* EXERCISE *
Look through the data below. Show each line where the string "Failed" occurs.

INFORMATION below:

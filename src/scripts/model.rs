use serde::Deserialize;

use super::ScriptError;

pub const SCRIPT_EXTENSION: &str = "sh";

/// Whether one script per name is generated or a start/stop pair.
#[derive(Debug, Clone, Copy, PartialEq, Eq, Deserialize, Default, clap::ValueEnum)]
#[serde(rename_all = "snake_case")]
pub enum ScriptLayout {
    #[default]
    Split,
    Combined,
}

impl ScriptLayout {
    pub fn kinds(&self) -> &'static [ScriptKind] {
        match self {
            ScriptLayout::Split => &[ScriptKind::Start, ScriptKind::Stop],
            ScriptLayout::Combined => &[ScriptKind::Combined],
        }
    }
}

#[derive(Debug, Clone, Copy, PartialEq, Eq)]
pub enum ScriptKind {
    Start,
    Stop,
    Combined,
}

impl ScriptKind {
    pub fn file_name(&self, name: &str) -> String {
        match self {
            ScriptKind::Start => format!("start_{}.{}", name, SCRIPT_EXTENSION),
            ScriptKind::Stop => format!("stop_{}.{}", name, SCRIPT_EXTENSION),
            ScriptKind::Combined => format!("{}.{}", name, SCRIPT_EXTENSION),
        }
    }

    pub fn label(&self) -> &'static str {
        match self {
            ScriptKind::Start => "start",
            ScriptKind::Stop => "stop",
            ScriptKind::Combined => "combined",
        }
    }
}

/// The three answers collected before a script is generated.
#[derive(Debug, Clone, PartialEq, Eq)]
pub struct ScriptRequest {
    pub name: String,
    pub app_name: String,
    pub app_folder: String,
}

impl ScriptRequest {
    pub fn new(
        name: impl Into<String>,
        app_name: impl Into<String>,
        app_folder: impl Into<String>,
    ) -> Self {
        Self {
            name: name.into(),
            app_name: app_name.into(),
            app_folder: app_folder.into(),
        }
    }

    /// All fields must be present, and the name must stay a single file name
    /// so the derived script lands inside the store.
    pub fn validate(&self) -> Result<(), ScriptError> {
        if self.name.is_empty() || self.app_name.is_empty() || self.app_folder.is_empty() {
            return Err(ScriptError::Validation(
                "all fields must be provided".to_string(),
            ));
        }

        if self.name == "."
            || self.name == ".."
            || self.name.chars().any(|c| c == '/' || c == '\\' || c.is_control())
        {
            return Err(ScriptError::Validation(format!(
                "script name {:?} must be a plain file name",
                self.name
            )));
        }

        Ok(())
    }
}
use std::path::PathBuf;
use thiserror::Error;

#[derive(Debug, Error)]
pub enum ScriptError {
    #[error("{0}")]
    Validation(String),

    #[error("Failed to write {path:?}")]
    Store {
        path: PathBuf,
        #[source]
        source: std::io::Error,
    },

    #[error("Failed to make {path:?} executable")]
    Permission {
        path: PathBuf,
        #[source]
        source: std::io::Error,
    },

    #[error("Script folder {path:?} is not readable")]
    NotFound {
        path: PathBuf,
        #[source]
        source: std::io::Error,
    },

    #[error("Invalid choice {choice}: expected a number between 1 and {count}")]
    InvalidSelection { choice: String, count: usize },

    #[error("Failed to run {path:?}")]
    Execution {
        path: PathBuf,
        #[source]
        source: std::io::Error,
    },

    #[error("Failed to render {template} template")]
    Template {
        template: &'static str,
        #[source]
        source: minijinja::Error,
    },
}

impl ScriptError {
    /// Process exit status reported for this error kind.
    pub fn exit_code(&self) -> u8 {
        match self {
            ScriptError::Validation(_) => 2,
            ScriptError::Store { .. } | ScriptError::Template { .. } => 3,
            ScriptError::Permission { .. } => 4,
            ScriptError::NotFound { .. } => 5,
            ScriptError::InvalidSelection { .. } => 6,
            ScriptError::Execution { .. } => 7,
        }
    }
}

End of INFORMATION.

* FINISHED TASK *
    #[error("Failed to write {path:?}")]
    #[error("Failed to make {path:?} executable")]
    #[error("Failed to run {path:?}")]
    #[error("Failed to render {template} template")]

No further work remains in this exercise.